There is a wonderful sermon by the late Dominican scholar Herbert McCabe called "Sin" in his God, Christ and Us (ed. Brian Davies, 2003), which begins:

"Let's think about sin.

"First of all, sin is something we know about by faith. Without our faith we would not know about it. For sin is about being out of friendship with God. And it is only from the preaching of the Bible in the Church that we know anything about being given friendship with God."

McCabe, who would claim to be following St. Thomas (McCabe is always in conversation with the Angelic Doctor), fully admits (as I do - only an idiot wouldn't) that life is very screwed up, that we behave inhumanly, but sin is about more than that - it is about our failure to be "divine human beings, human beings who share the life and friendship of our creator" - and only revelation can tell us that - and only that is sin strictly understood.

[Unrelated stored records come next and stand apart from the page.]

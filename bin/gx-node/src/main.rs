use anyhow::Result;
use gx_core::{ServiceConfig, ServiceIdentifier};
use gx_runtime::{Args, Broker, CallContext, HandlerError, LivenessConfig, Service, ServiceHandle};
use gx_transport::{InMemoryBus, NatsConnection, Transport};
use serde_json::json;
use std::sync::Arc;
use tracing::{error, info};
use tracing_subscriber::EnvFilter;

#[tokio::main]
async fn main() -> Result<()> {
    tracing_subscriber::fmt()
        .with_env_filter(EnvFilter::try_from_default_env().unwrap_or_else(|_| EnvFilter::new("info")))
        .init();

    let base = ServiceConfig::from_env();
    info!("Starting gx-node (namespace {:?}, version {})", base.namespace, base.version);

    let bus = if base.in_process() {
        info!("Running on the in-process bus");
        Some(InMemoryBus::new())
    } else {
        info!("Connecting to {:?}", base.endpoints());
        None
    };

    let broker_transport: Arc<dyn Transport> = match &bus {
        Some(bus) => Arc::new(bus.connect("broker")),
        None => Arc::new(NatsConnection::connect(&base.endpoints(), "gx-broker").await?),
    };
    let broker = Broker::new(broker_transport, LivenessConfig::with_heartbeat_interval(base.register_interval))
        .start()
        .await?;
    info!("Broker initialized");

    let math = start_math(bus.as_ref(), &base).await?;
    let calculator = start_calculator(bus.as_ref(), &base).await?;

    tokio::signal::ctrl_c().await?;
    info!("Shutting down...");

    calculator.shutdown().await;
    math.shutdown().await;
    broker.shutdown().await;

    Ok(())
}

/// Start `service` on the in-process bus when there is one, otherwise on
/// its configured endpoints
async fn launch(service: Service, bus: Option<&InMemoryBus>, name: &str) -> Result<ServiceHandle> {
    let handle = match bus {
        Some(bus) => service.start(Arc::new(bus.connect(name))).await?,
        None => service.connect().await?,
    };
    Ok(handle)
}

/// Per-service configuration sharing the node's settings but with its own
/// instance id
fn service_config(base: &ServiceConfig, service: &str) -> ServiceConfig {
    ServiceConfig {
        transport: base.transport.clone(),
        namespace: base.namespace.clone(),
        version: base.version.clone(),
        stateful: base.stateful,
        register_interval: base.register_interval,
        call_timeout: base.call_timeout,
        ..ServiceConfig::new(service)
    }
}

async fn start_math(bus: Option<&InMemoryBus>, base: &ServiceConfig) -> Result<ServiceHandle> {
    let config = service_config(base, "math");
    let name = config.service.clone();

    let service = Service::new(config)
        .method("add", |_ctx, args: Args| async move {
            Ok::<_, HandlerError>(args.get::<f64>(0)? + args.get::<f64>(1)?)
        })
        .method("multiply", |_ctx, args: Args| async move {
            Ok::<_, HandlerError>(args.get::<f64>(0)? * args.get::<f64>(1)?)
        });

    launch(service, bus, &name).await
}

async fn start_calculator(bus: Option<&InMemoryBus>, base: &ServiceConfig) -> Result<ServiceHandle> {
    let config = service_config(base, "calculator");
    let name = config.service.clone();
    let math = ServiceIdentifier::new(&base.namespace, "math", &base.version).to_string();
    let own = ServiceIdentifier::new(&base.namespace, "calculator", &base.version).to_string();

    let remote_math = math.clone();
    let settle = base.register_interval;
    let service = Service::new(config)
        .method("sum_of_products", move |ctx: CallContext, args: Args| {
            let math = ctx.remote(&remote_math);
            async move {
                let pairs: Vec<(f64, f64)> = args.get(0)?;
                let mut total = 0.0;
                for (a, b) in pairs {
                    total += math.call_as::<f64>("multiply", vec![json!(a), json!(b)]).await?;
                }
                Ok::<_, HandlerError>(total)
            }
        })
        .on_ready(move |ctx: CallContext| async move {
            // Let the broker see this instance's first heartbeat
            tokio::time::sleep(settle).await;

            match ctx.remote(&math).call("add", vec![json!(2), json!(3)]).await {
                Ok(sum) => info!(trace = %ctx.trace_path(), "{}.add(2, 3) = {}", math, sum),
                Err(e) => error!("Demo call to {} failed: {}", math, e),
            }

            let pairs = json!([[1, 2], [3, 4], [5, 6]]);
            match ctx.remote(&own).call("sum_of_products", vec![pairs.clone()]).await {
                Ok(total) => info!(trace = %ctx.trace_path(), "{}.sum_of_products({}) = {}", own, pairs, total),
                Err(e) => error!("Demo call to {} failed: {}", own, e),
            }
        });

    launch(service, bus, &name).await
}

On your second point, Ben's point (above) about "the riddle of human fallenness". I certainly do not mean to imply "the loss of an unfallen ceaturely state", at least in the sense of eliding creation and fall, nature and sin. Indeed, I insist upon the distinction - but not by positing an historical positum, rather by pointing to the only unfallen human being in actu, Jesus of Nazareth, even though his given flesh, the flesh the Son assumed, is fallen flesh (another "riddle"!). And as baptism unites us to Christ, I'd go further than you: I'd say that baptism does not restore us to a prelapsarian state, it translates us to a post-post-lapsarian state, at least proleptically (Romans 6:1ff.)

Exiled Preacher said...

I appreciate your comments on total depravity and that salvation is by grace "all the way down". But your denial of both the original goodness of human life and the historicity of the fall is deeply problematic.

Patrick C. said...

Kim,
Your emphasis on riddles is an appropriate warning against historical naivete, but isn't there a danger here of concluding that what matters in sin is the imputation of guilt, not the circumstances of the offense itself? Cf. Kafka's "Trial," which is pretty good with riddles...

What do you make of attempts by people like Marilyn McCord Adams to root sin and evil anthropologically in the instabiity of embodied intelligent humanity as such?

The Miner said...

Another great series of posts Kim, I basically agree with everything you say, though I prefer Richard Niebuhr's definition of the root of sin as "mistrust". Precisely because this is the opposite of faith and also is more hospitable to including the feminist critique of Saiving and others about sin rooted in pride or disobedience.

Derrick, for more good resources on metaphor see Sally McFague.

Halden said...

Kim, I may be an utterly unsophisticated post-evangelical flunkie, but I still don't know that dehistoricizing sin in the way you posit is theologically viable.

I certainly wouldn't insist on some sort of fundamentalist reading of the creation and fall stories, but I think that there must be some sort of historical core to those narratives, or at least a theological point that bears on how we think about the history of sin and redemption. I don't think its coherent to say that there's no such thing as unfallen man and at the same time say that God created all things "very good." If the essence of sin is disobedience as you rightly suggest, I think we have to say that there was a time whem for some enigmatic, irrational reason, humanity disobeyed God and entered into a profoundly unnatural sate of alienation from God's life.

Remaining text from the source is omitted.